Partai Politik Tak Bisa Tarik Dukungan dari Paslon Bermasalah Hukum

Menjelang penetapan peserta Pilkada 2018, muncul nama-nama calon pemimpin kepala daerah yang bermasalah hukum. Salah satunya di Pilkada Jombang. Petahana Bupati, Nyono Suharli Wihandoko, ditangkap oleh Komisi Pemberantasan Korupsi (KPK) pada awal Februari. Partai Golongan Karya (Golkar) dikabarkan berniat mengganti Nyono dengan kader lain yang tidak bermasalah hukum.

Kasus lain terjadi di Pemilihan Gubernur (Pilgub) Nusa Tenggara Timur (NTT).

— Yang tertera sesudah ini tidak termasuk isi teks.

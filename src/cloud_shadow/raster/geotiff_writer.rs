use std::io::Write;

use tiff::encoder::colortype::Gray8;
use tiff::encoder::compression::DeflateLevel;
use tiff::encoder::{Compression, TiffEncoder};
use tiff::tags::Predictor;
use tracing::debug;

use crate::cloud_shadow::common::error::{DetectionError, Result};
use crate::cloud_shadow::raster::geo_tags::{self, tag};
use crate::cloud_shadow::raster::types::{Mask, MaskEncoding, RasterMetadata, TiffCompression};
use crate::cloud_shadow::raster::writer::MaskWriter;

/// Writes masks as single-band 8-bit GeoTIFFs.
pub struct GeoTiffMaskWriter;

impl MaskWriter for GeoTiffMaskWriter {
    fn write_mask(
        &self,
        mask: &Mask,
        metadata: &RasterMetadata,
        output: &mut dyn Write,
        encoding: &MaskEncoding,
    ) -> Result<()> {
        let (height, width) = mask.dim();
        if (height, width) != (metadata.height, metadata.width) {
            return Err(DetectionError::MaskShapeMismatch {
                expected: (metadata.height, metadata.width),
                actual: (height, width),
            });
        }

        debug!("Encoding mask GeoTIFF: {}x{}", width, height);

        let mut buffer = Vec::new();

        let compression = match encoding.compression {
            TiffCompression::None => Compression::Uncompressed,
            TiffCompression::Lzw => Compression::Lzw,
            TiffCompression::PackBits => Compression::Packbits,
            TiffCompression::DeflateFast => Compression::Deflate(DeflateLevel::Fast),
            TiffCompression::DeflateBalanced => Compression::Deflate(DeflateLevel::Balanced),
            TiffCompression::DeflateBest => Compression::Deflate(DeflateLevel::Best),
        };

        {
            let mut encoder = TiffEncoder::new(std::io::Cursor::new(&mut buffer))
                .map_err(encode_error)?
                .with_compression(compression);

            if let Some(predictor_val) = encoding.predictor {
                let predictor = match predictor_val {
                    2 => Predictor::Horizontal,
                    _ => Predictor::None,
                };
                encoder = encoder.with_predictor(predictor);
            }

            let mut image = encoder
                .new_image::<Gray8>(width as u32, height as u32)
                .map_err(encode_error)?;

            if let Some(gt) = &metadata.geo_transform {
                if gt.is_north_up() {
                    image
                        .encoder()
                        .write_tag(tag(geo_tags::MODEL_PIXEL_SCALE), &gt.pixel_scale()[..])
                        .map_err(encode_error)?;
                    image
                        .encoder()
                        .write_tag(tag(geo_tags::MODEL_TIEPOINT), &gt.tiepoint()[..])
                        .map_err(encode_error)?;
                } else {
                    image
                        .encoder()
                        .write_tag(tag(geo_tags::MODEL_TRANSFORMATION), &gt.model_transformation()[..])
                        .map_err(encode_error)?;
                }
            }

            if let Some(crs) = &metadata.crs {
                image
                    .encoder()
                    .write_tag(tag(geo_tags::GEO_KEY_DIRECTORY), crs.directory.as_slice())
                    .map_err(encode_error)?;
                if let Some(doubles) = &crs.double_params {
                    image
                        .encoder()
                        .write_tag(tag(geo_tags::GEO_DOUBLE_PARAMS), doubles.as_slice())
                        .map_err(encode_error)?;
                }
                if let Some(ascii) = &crs.ascii_params {
                    image
                        .encoder()
                        .write_tag(tag(geo_tags::GEO_ASCII_PARAMS), ascii.as_str())
                        .map_err(encode_error)?;
                }
            }

            if let Some(nodata) = &metadata.nodata {
                image
                    .encoder()
                    .write_tag(tag(geo_tags::GDAL_NODATA), nodata.as_str())
                    .map_err(encode_error)?;
            }

            let data: Vec<u8> = mask.iter().copied().collect();
            image.write_data(&data).map_err(encode_error)?;
        }

        output.write_all(&buffer)?;

        debug!("Mask encoding complete, {} bytes", buffer.len());
        Ok(())
    }
}

fn encode_error(e: tiff::TiffError) -> DetectionError {
    DetectionError::EncodeError(e.to_string())
}
//! Cloud shadow classification
//!
//! Dark pixels in both NIR and Blue are shadow candidates. Only candidates
//! with a cloud pixel inside the search window survive; the rest are pseudo
//! shadows such as water or terrain shade.

use ndarray::{ArrayView2, ArrayView3, Zip};
use tracing::{debug, instrument};

use crate::cloud_shadow::common::error::{DetectionError, Result};
use crate::cloud_shadow::detection::filters::{median_filter, window_sum};
use crate::cloud_shadow::detection::indices::band;
use crate::cloud_shadow::detection::params::{BandIndices, SearchWindow, ShadowParams};
use crate::cloud_shadow::detection::stats::{finite_threshold, stats};
use crate::cloud_shadow::raster::types::Mask;

/// `T3 = min(nir) + t3 · (mean(nir) − min(nir))`
pub fn derive_t3(nir: ArrayView2<'_, f64>, t3: f64) -> Result<f64> {
    min_mean_blend(nir, t3, "NIR", "T3")
}

/// `T4 = min(blue) + t4 · (mean(blue) − min(blue))`
pub fn derive_t4(blue: ArrayView2<'_, f64>, t4: f64) -> Result<f64> {
    min_mean_blend(blue, t4, "Blue", "T4")
}

fn min_mean_blend(values: ArrayView2<'_, f64>, coefficient: f64, label: &str, name: &str) -> Result<f64> {
    let s = stats(values, label)?;
    finite_threshold(name, s.min + coefficient * (s.mean - s.min))
}

/// Candidate iff `NIR < T3` and `Blue < T4`; equality does not qualify.
pub fn classify_preliminary_shadow(
    nir: ArrayView2<'_, f64>,
    blue: ArrayView2<'_, f64>,
    t3_threshold: f64,
    t4_threshold: f64,
) -> Mask {
    Zip::from(nir)
        .and(blue)
        .map_collect(|&n, &b| u8::from(n < t3_threshold && b < t4_threshold))
}

/// Pixels with at least one cloud pixel inside the search window.
pub fn near_cloud_mask(cloud_mask: ArrayView2<'_, u8>, window: SearchWindow) -> Result<Mask> {
    Ok(window_sum(cloud_mask, window)?.mapv(|count| u8::from(count > 0)))
}

/// Elementwise AND of the preliminary shadow mask and the near-cloud mask.
pub fn refine(preliminary: ArrayView2<'_, u8>, near_cloud: ArrayView2<'_, u8>) -> Result<Mask> {
    check_shape(preliminary.dim(), near_cloud.dim())?;
    Ok(Zip::from(preliminary)
        .and(near_cloud)
        .map_collect(|&p, &n| u8::from(p != 0 && n != 0)))
}

/// Final shadow mask for `image` given its final cloud mask.
#[instrument(skip_all, fields(t3 = params.t3, t4 = params.t4, kernel = params.median_kernel))]
pub fn detect_shadow(
    image: ArrayView3<'_, f64>,
    bands: BandIndices,
    cloud_mask: ArrayView2<'_, u8>,
    params: &ShadowParams,
) -> Result<Mask> {
    let (height, width, band_count) = image.dim();
    let offsets = bands.resolve(band_count)?;
    params.validate()?;
    check_shape((height, width), cloud_mask.dim())?;

    let nir = band(image, offsets.nir());
    let blue = band(image, offsets.blue());

    let t3_threshold = derive_t3(nir, params.t3)?;
    let t4_threshold = derive_t4(blue, params.t4)?;
    debug!(t3_threshold, t4_threshold, "Derived shadow darkness thresholds");

    let preliminary = classify_preliminary_shadow(nir, blue, t3_threshold, t4_threshold);
    let near_cloud = near_cloud_mask(cloud_mask, params.search_window)?;
    let refined = refine(preliminary.view(), near_cloud.view())?;
    debug!(
        candidates = preliminary.iter().filter(|&&v| v == 1).count(),
        matched = refined.iter().filter(|&&v| v == 1).count(),
        "Shadow candidates matched to clouds"
    );

    median_filter(refined.view(), params.median_kernel)
}

fn check_shape(expected: (usize, usize), actual: (usize, usize)) -> Result<()> {
    if expected != actual {
        return Err(DetectionError::MaskShapeMismatch { expected, actual });
    }
    Ok(())
}
//! Cloud classification
//!
//! A pixel is a cloud candidate when its CI1 lies within T1 of 1 and its CI2
//! exceeds the adaptive brightness threshold T2. The candidate mask is then
//! median filtered.

use ndarray::{ArrayView2, ArrayView3, Zip};
use tracing::{debug, instrument};

use crate::cloud_shadow::common::error::Result;
use crate::cloud_shadow::detection::filters::median_filter;
use crate::cloud_shadow::detection::indices::{compute_ci1, compute_ci2, ensure_finite};
use crate::cloud_shadow::detection::params::{BandIndices, CloudParams};
use crate::cloud_shadow::detection::stats::{finite_threshold, stats};
use crate::cloud_shadow::raster::types::Mask;

/// `T2 = mean(ci2) + t2 · (max(ci2) − mean(ci2))`, no clamping on `t2`.
pub fn derive_t2(ci2: ArrayView2<'_, f64>, t2: f64) -> Result<f64> {
    let s = stats(ci2, "CI2")?;
    finite_threshold("T2", s.mean + t2 * (s.max - s.mean))
}

pub fn classify_preliminary_cloud(
    ci1: ArrayView2<'_, f64>,
    ci2: ArrayView2<'_, f64>,
    t1: f64,
    t2_threshold: f64,
) -> Mask {
    Zip::from(ci1)
        .and(ci2)
        .map_collect(|&c1, &c2| u8::from((c1 - 1.0).abs() < t1 && c2 > t2_threshold))
}

/// Final cloud mask for `image`.
#[instrument(skip_all, fields(t1 = params.t1, t2 = params.t2, kernel = params.median_kernel))]
pub fn detect_cloud(image: ArrayView3<'_, f64>, bands: BandIndices, params: &CloudParams) -> Result<Mask> {
    let offsets = bands.resolve(image.dim().2)?;
    params.validate()?;

    let ci1 = compute_ci1(image, &offsets);
    let ci2 = compute_ci2(image, &offsets);
    ensure_finite(ci1.view(), "CI1")?;
    ensure_finite(ci2.view(), "CI2")?;

    let t2_threshold = derive_t2(ci2.view(), params.t2)?;
    debug!(t2_threshold, "Derived cloud brightness threshold");

    let preliminary = classify_preliminary_cloud(ci1.view(), ci2.view(), params.t1, t2_threshold);
    debug!(
        candidates = preliminary.iter().filter(|&&v| v == 1).count(),
        "Preliminary cloud mask"
    );

    median_filter(preliminary.view(), params.median_kernel)
}
//! Simulation state and core types
//!
//! `SimulationState` is owned by the scheduler and lent to the tick for the
//! duration of a single call.

use glam::{IVec2, Vec2};
use rand::Rng;
use serde::{Deserialize, Serialize};

use super::creature::Creature;
use super::events::GameEvent;
use super::placement::{Placement, place_item};
use crate::color::{self, Color};
use crate::settings::Settings;

/// A grid cell; `x` grows rightward, `y` grows downward
pub type Cell = IVec2;

/// Movement direction
#[derive(Debug, Clone, Copy, PartialEq, Eq, Hash, Serialize, Deserialize)]
pub enum Direction {
    Up,
    Down,
    Left,
    Right,
}

impl Direction {
    pub const ALL: [Direction; 4] = [
        Direction::Up,
        Direction::Down,
        Direction::Left,
        Direction::Right,
    ];

    pub fn opposite(self) -> Self {
        match self {
            Direction::Up => Direction::Down,
            Direction::Down => Direction::Up,
            Direction::Left => Direction::Right,
            Direction::Right => Direction::Left,
        }
    }

    /// Unit displacement in grid space
    pub fn delta(self) -> IVec2 {
        match self {
            Direction::Up => IVec2::new(0, -1),
            Direction::Down => IVec2::new(0, 1),
            Direction::Left => IVec2::new(-1, 0),
            Direction::Right => IVec2::new(1, 0),
        }
    }
}

/// Rarity class of an item
#[derive(Debug, Clone, Copy, PartialEq, Eq, Hash, Serialize, Deserialize)]
pub enum ItemTier {
    Plain,
    TierA,
    TierB,
}

impl ItemTier {
    pub fn is_special(self) -> bool {
        !matches!(self, ItemTier::Plain)
    }
}

/// The single live item on the board
#[derive(Debug, Clone, Copy, PartialEq, Serialize, Deserialize)]
pub struct Item {
    pub cell: Cell,
    pub tier: ItemTier,
    /// Randomized color, only set for plain items
    pub color: Option<Color>,
}

impl Item {
    /// Color the item should be drawn with
    pub fn display_color(&self) -> Color {
        match self.tier {
            ItemTier::Plain => self.color.unwrap_or(Color::WHITE),
            ItemTier::TierA => color::TIER_A,
            ItemTier::TierB => color::TIER_B,
        }
    }
}

/// Current phase of a run
#[derive(Debug, Clone, Copy, PartialEq, Eq, Serialize, Deserialize)]
pub enum RunPhase {
    /// Reset done, waiting for `start()`
    Ready,
    /// Ticks are being executed
    Running,
    /// Ticks suppressed; particles keep decaying
    Paused,
    /// Terminal collision happened
    GameOver,
}

/// Consecutive captures inside the combo window
#[derive(Debug, Clone, Copy, Default, PartialEq, Serialize, Deserialize)]
pub struct Combo {
    pub count: u32,
    pub last_capture_ms: Option<f64>,
}

impl Combo {
    /// Record a capture at `now_ms`, returning the new combo count
    pub fn register(&mut self, now_ms: f64, window_ms: f64) -> u32 {
        self.count = match self.last_capture_ms {
            Some(last) if now_ms - last < window_ms => self.count + 1,
            _ => 1,
        };
        self.last_capture_ms = Some(now_ms);
        self.count
    }
}

/// Board geometry
#[derive(Debug, Clone, Copy, PartialEq, Serialize, Deserialize)]
pub struct Grid {
    /// Pixel size of one cell
    pub cell_size: f32,
    /// Cells per side (the board is square)
    pub tile_count: i32,
}

impl Grid {
    pub fn contains(&self, cell: Cell) -> bool {
        (0..self.tile_count).contains(&cell.x) && (0..self.tile_count).contains(&cell.y)
    }

    pub fn cell_center(&self, cell: Cell) -> Vec2 {
        crate::cell_center(cell, self.cell_size)
    }

    /// Board side length in pixels
    pub fn board_size(&self) -> f32 {
        self.tile_count as f32 * self.cell_size
    }
}

/// Everything one run needs; exclusively owned by the scheduler
#[derive(Debug, Clone, Serialize, Deserialize)]
pub struct SimulationState {
    pub grid: Grid,
    pub phase: RunPhase,
    /// Every capture counts
    pub score: u32,
    /// Tier-A and tier-B captures only
    pub special_captures: u32,
    pub level: u32,
    pub combo: Combo,
    /// Tick rate multiplier (tick interval = base / speed)
    pub speed: f32,
    pub item: Item,
    pub creature: Creature,
    /// Current creature color
    pub tint: Color,
    /// Simulation ticks executed this run
    pub time_ticks: u64,
}

impl SimulationState {
    /// Create a state ready for a first run
    pub fn new<R: Rng + ?Sized>(settings: &Settings, rng: &mut R) -> (Self, Vec<GameEvent>) {
        let grid = Grid {
            cell_size: settings.cell_size,
            tile_count: settings.tile_count,
        };
        let creature = Creature::new(grid.tile_count);
        let mut state = Self {
            grid,
            phase: RunPhase::Ready,
            score: 0,
            special_captures: 0,
            level: 1,
            combo: Combo::default(),
            speed: settings.speed,
            item: Item {
                cell: IVec2::ONE,
                tier: ItemTier::Plain,
                color: None,
            },
            creature,
            tint: color::CREATURE_NEUTRAL,
            time_ticks: 0,
        };
        let events = state.reset(settings, rng);
        (state, events)
    }

    /// Start over: new creature, zeroed counters, fresh item
    pub fn reset<R: Rng + ?Sized>(&mut self, settings: &Settings, rng: &mut R) -> Vec<GameEvent> {
        self.creature.reset(self.grid.tile_count);
        self.phase = RunPhase::Ready;
        self.score = 0;
        self.special_captures = 0;
        self.level = 1;
        self.combo = Combo::default();
        self.speed = settings.speed;
        self.tint = color::CREATURE_NEUTRAL;
        self.time_ticks = 0;

        let mut events = vec![GameEvent::RunReset];
        self.respawn_item(settings.placement_attempts, rng, &mut events);
        events
    }

    /// Place the item for the next capture and report it
    pub fn respawn_item<R: Rng + ?Sized>(
        &mut self,
        attempts: u32,
        rng: &mut R,
        events: &mut Vec<GameEvent>,
    ) {
        let Placement {
            item,
            attempts: used,
            fallback,
        } = place_item(
            self.creature.body(),
            self.grid.tile_count,
            self.score + 1,
            attempts,
            rng,
        );
        if fallback {
            log::warn!(
                "Item placement fell back after {} attempts; accepting ({}, {})",
                used,
                item.cell.x,
                item.cell.y
            );
            events.push(GameEvent::PlacementFallback {
                attempts: used,
                cell: item.cell,
            });
        }
        self.item = item;
        events.push(GameEvent::ItemSpawned {
            cell: item.cell,
            tier: item.tier,
            color: item.display_color(),
        });
    }

    /// Current tick interval in milliseconds
    pub fn tick_interval_ms(&self, base_tick_ms: f64) -> f64 {
        base_tick_ms / self.speed.max(crate::consts::MIN_SPEED) as f64
    }
}

#[cfg(test)]
mod tests {
    use super::*;
    use rand::SeedableRng;
    use rand_pcg::Pcg32;

    #[test]
    fn test_direction_opposites() {
        for dir in Direction::ALL {
            assert_eq!(dir.opposite().opposite(), dir);
            assert_eq!(dir.delta() + dir.opposite().delta(), IVec2::ZERO);
        }
    }

    #[test]
    fn test_combo_window() {
        let mut combo = Combo::default();
        assert_eq!(combo.register(1000.0, 2000.0), 1);
        assert_eq!(combo.register(2500.0, 2000.0), 2);
        assert_eq!(combo.register(4000.0, 2000.0), 3);
        // Gap equal to the window breaks the chain
        assert_eq!(combo.register(6000.0, 2000.0), 1);
    }

    #[test]
    fn test_new_state_has_one_item_off_body() {
        let settings = Settings::default();
        let mut rng = Pcg32::seed_from_u64(7);
        let (state, events) = SimulationState::new(&settings, &mut rng);

        assert_eq!(state.phase, RunPhase::Ready);
        assert_eq!(state.creature.len(), 3);
        assert!(!state.creature.occupies(state.item.cell));
        assert!(matches!(events[0], GameEvent::RunReset));
        assert!(
            events
                .iter()
                .any(|e| matches!(e, GameEvent::ItemSpawned { .. }))
        );
    }

    #[test]
    fn test_tick_interval_scales_with_speed() {
        let settings = Settings::default();
        let mut rng = Pcg32::seed_from_u64(1);
        let (mut state, _) = SimulationState::new(&settings, &mut rng);
        state.speed = 2.0;
        assert!((state.tick_interval_ms(150.0) - 75.0).abs() < 1e-9);
    }

    #[test]
    fn test_tiered_items_ignore_random_color() {
        let item = Item {
            cell: IVec2::ONE,
            tier: ItemTier::TierB,
            color: Some(Color::WHITE),
        };
        assert_eq!(item.display_color(), color::TIER_B);
    }
}
//! Decorative particle effects triggered by game events
//!
//! Each function only spawns particles; the engine drops whatever does not
//! fit in the pool. The run-ending explosion is staggered over several
//! pulses through `EffectQueue`.

use std::collections::VecDeque;

use glam::Vec2;
use rand::Rng;
use rand::seq::IndexedRandom;

use super::{ParticleEngine, Physics, Shape, Visual};
use crate::color::{self, Color};
use crate::consts::{EXPLOSION_BASE_PARTICLES, EXPLOSION_WAVE_SPACING_MS, EXPLOSION_WAVES};
use crate::sim::{Cell, ItemTier};

/// Particles in the ring shown when an item appears
pub const SPAWN_RING_PARTICLES: u32 = 8;

/// Shake strength used on collision; sparks are spawned twice, the second
/// time 20% stronger
pub const COLLISION_SHAKE: f32 = 1.8;

/// Radial ring marking a freshly placed item
pub fn spawn_ring<R: Rng + ?Sized>(
    engine: &mut ParticleEngine,
    center: Vec2,
    color: Color,
    rng: &mut R,
) -> u32 {
    let mut spawned = 0;
    for i in 0..SPAWN_RING_PARTICLES {
        let angle = (i as f32 * 45.0).to_radians();
        let speed = rng.random::<f32>() * 2.0 + 1.0;
        let physics = Physics::vector(Vec2::new(angle.cos(), angle.sin()) * speed)
            .with_gravity(0.1)
            .with_friction(0.95);
        let visual = Visual {
            size: 4.0,
            duration: 0.6,
            shape: Shape::Rect,
        };
        if engine.spawn(center, color, physics, visual) {
            spawned += 1;
        }
    }
    spawned
}

/// Particle count of a capture burst; grows with the combo and scales with
/// the burst intensity (0 disables the burst)
pub fn capture_burst_count(combo: u32, intensity: f32) -> u32 {
    ((25.0 + 9.0 * combo as f32) * intensity.max(0.0)).floor() as u32
}

/// Burst at the capture point, colored by tier
pub fn capture_burst<R: Rng + ?Sized>(
    engine: &mut ParticleEngine,
    center: Vec2,
    tier: ItemTier,
    item_color: Color,
    combo: u32,
    intensity: f32,
    rng: &mut R,
) -> u32 {
    let plain = [
        item_color,
        color::PLAIN_BURST_ACCENTS[0],
        color::PLAIN_BURST_ACCENTS[1],
    ];
    let palette: &[Color] = match tier {
        ItemTier::Plain => &plain,
        ItemTier::TierA => &color::TIER_A_BURST,
        ItemTier::TierB => &color::TIER_B_BURST,
    };
    let gravity = if tier == ItemTier::TierB { 0.3 } else { 0.2 };
    let shape = if tier == ItemTier::TierA {
        Shape::Circle
    } else {
        Shape::Rect
    };
    let combo_boost = 1.0 + 0.2 * combo as f32;

    let mut spawned = 0;
    for _ in 0..capture_burst_count(combo, intensity) {
        let angle = rng.random::<f32>() * std::f32::consts::TAU;
        let speed = (rng.random::<f32>() * 5.0 + 2.0) * combo_boost;
        let physics = Physics::vector(Vec2::new(angle.cos(), angle.sin()) * speed)
            .with_gravity(gravity)
            .with_friction(0.96)
            .with_spin(rng.random::<f32>() * 10.0 - 5.0);
        let visual = Visual {
            size: rng.random::<f32>() * 6.0 + 2.0,
            duration: 1.5 + rng.random::<f32>() * 0.5,
            shape,
        };
        let color = palette.choose(rng).copied().unwrap_or(item_color);
        if engine.spawn(center, color, physics, visual) {
            spawned += 1;
        }
    }
    spawned
}

/// Random sparks across the whole board
pub fn shake_sparks<R: Rng + ?Sized>(
    engine: &mut ParticleEngine,
    board_size: f32,
    strength: f32,
    rng: &mut R,
) -> u32 {
    let count = (10.0 * strength.max(0.0)).floor() as u32;
    let mut spawned = 0;
    for _ in 0..count {
        let pos = Vec2::new(rng.random::<f32>(), rng.random::<f32>()) * board_size;
        let vel = Vec2::new(rng.random::<f32>() - 0.5, rng.random::<f32>() - 0.5) * 10.0;
        let color = Color::from_hsl(rng.random::<f32>() * 360.0, 1.0, 0.6);
        let visual = Visual {
            size: rng.random::<f32>() * 3.0 + 1.0,
            duration: 0.5,
            shape: Shape::Rect,
        };
        if engine.spawn(pos, color, Physics::vector(vel).with_friction(0.9), visual) {
            spawned += 1;
        }
    }
    spawned
}

/// One tumbling block per body segment, in the creature's tint
pub fn disintegrate<R: Rng + ?Sized>(
    engine: &mut ParticleEngine,
    segments: &[Cell],
    cell_size: f32,
    tint: Color,
    rng: &mut R,
) -> u32 {
    let mut spawned = 0;
    for &segment in segments {
        let vel = Vec2::new(rng.random::<f32>() - 0.5, rng.random::<f32>() - 0.5) * 5.0;
        let physics = Physics::vector(vel)
            .with_gravity(0.2)
            .with_friction(0.98)
            .with_spin(rng.random::<f32>() * 20.0 - 10.0);
        let visual = Visual {
            size: cell_size * 0.8,
            duration: 1.5,
            shape: Shape::Rect,
        };
        if engine.spawn(crate::cell_center(segment, cell_size), tint, physics, visual) {
            spawned += 1;
        }
    }
    spawned
}

/// One pending wave of the run-ending explosion
#[derive(Debug, Clone, Copy, PartialEq)]
pub struct ExplosionWave {
    /// Pulse timestamp at or after which the wave is released
    pub due_ms: f64,
    pub origin: Vec2,
    /// 0 for the first wave; later waves fly faster and fall harder
    pub wave: u32,
    pub count: u32,
    pub intensity: f32,
}

impl ExplosionWave {
    fn release<R: Rng + ?Sized>(&self, engine: &mut ParticleEngine, rng: &mut R) -> u32 {
        let wave = self.wave as f32;
        let power = 1.0 + 0.15 * self.intensity;
        let mut spawned = 0;
        for _ in 0..self.count {
            let speed = (rng.random::<f32>() * 400.0 + 150.0 + wave * 70.0) * power;
            let physics = Physics::polar(speed, rng.random::<f32>() * 360.0)
                .with_gravity(160.0 + wave * 25.0)
                .with_friction(0.96)
                .with_spin(rng.random::<f32>() * 450.0 - 225.0);
            let visual = Visual {
                size: rng.random::<f32>() * 22.0 + 8.0,
                duration: 2.2 + rng.random::<f32>() * 1.2,
                shape: if rng.random_bool(0.8) {
                    Shape::Rect
                } else {
                    Shape::Circle
                },
            };
            let color = color::EXPLOSION.choose(rng).copied().unwrap_or(Color::WHITE);
            if engine.spawn(self.origin, color, physics, visual) {
                spawned += 1;
            }
        }
        spawned
    }
}

/// Effects scheduled for later pulses
#[derive(Debug, Clone, Default)]
pub struct EffectQueue {
    pending: VecDeque<ExplosionWave>,
}

impl EffectQueue {
    pub fn new() -> Self {
        Self::default()
    }

    pub fn len(&self) -> usize {
        self.pending.len()
    }

    pub fn is_empty(&self) -> bool {
        self.pending.is_empty()
    }

    pub fn pending(&self) -> impl Iterator<Item = &ExplosionWave> {
        self.pending.iter()
    }

    /// Queue the staggered explosion; the first wave is due at `now_ms`
    pub fn schedule_explosion(&mut self, origin: Vec2, now_ms: f64, intensity: f32) {
        let intensity = intensity.max(0.0);
        let total = (EXPLOSION_BASE_PARTICLES as f32 * (1.0 + 0.25 * intensity)).floor() as u32;
        // Equal waves; any remainder is not emitted
        let per_wave = total / EXPLOSION_WAVES;

        for wave in 0..EXPLOSION_WAVES {
            self.pending.push_back(ExplosionWave {
                due_ms: now_ms + wave as f64 * EXPLOSION_WAVE_SPACING_MS,
                origin,
                wave,
                count: per_wave,
                intensity,
            });
        }
        log::debug!(
            "Explosion scheduled: {} particles in {EXPLOSION_WAVES} waves",
            per_wave * EXPLOSION_WAVES
        );
    }

    /// Spawn every wave due at `now_ms`. Returns the particles spawned.
    pub fn release_due<R: Rng + ?Sized>(
        &mut self,
        now_ms: f64,
        engine: &mut ParticleEngine,
        rng: &mut R,
    ) -> u32 {
        let mut spawned = 0;
        while let Some(wave) = self.pending.front() {
            if wave.due_ms > now_ms {
                break;
            }
            let wave = *wave;
            self.pending.pop_front();
            spawned += wave.release(engine, rng);
        }
        spawned
    }

    /// Drop everything still pending (used on reset)
    pub fn clear(&mut self) {
        self.pending.clear();
    }
}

Koalisi untuk Demokrasi Berintegritas di NTT meminta Partai demokrasi Indonesia Perjuangan (PDIP), partai pengusung Bupati Ngada, Marianus Sae, untuk menarik dukungannya dari Marianus karena yang bersangkutan dinilai masih bermasalah secara hukum dan moral.

Menanggapi isu tersebut, Anggota KPU RI, Hasyim Asy’ari menegaskan, partai politik tak bisa menarik dukungan kepada kandidat yang diusungnya, baik setelah pendaftaran dilakukan maupun setelah penetapan peserta Pilkada. Jika partai menarik dukungan dari kandidat dengan memberikan dokumen resmi penarikan dukungan kepada KPU, partai dikenakan sanksi berupa tak diperbolehkan mencalonkan kandidat di Pilkada berikutnya, di daerah pemilihan terkait.

“Sanksi ini ada di Undang-Undang. Jadi, kalau partai tetap memberikan surat penarikan dukungan, ini tidak mempengaruhi pencalonan si kandidat. Malah, sanksi administrasinya tetap jalan. Gak boleh mencalonkan di pilkada berikutnya,” kata Hasyim di kantor Bawaslu RI, Gondangdia, Jakarta Pusat (12/2).

Selain itu, Hasyim menjelaskan bahwa pendaftaran kandidat yang mengalami masalah hukum akan tetap dilanjutkan. Masalah hukum tak dapat membatalkan pencalonan kandidat dan siapa pun yang menang akan tetap dilantik.

“Dulu ada paslon (pasangan calon) yang menang di Pilkada, dia dilantik di penjara. Dia dilantik untuk diganti. Begitu juga jika terjadi nanti, kepala daerah bermasalah hukum. Yang ganti adalah wakilnya,” tandas Hasyim.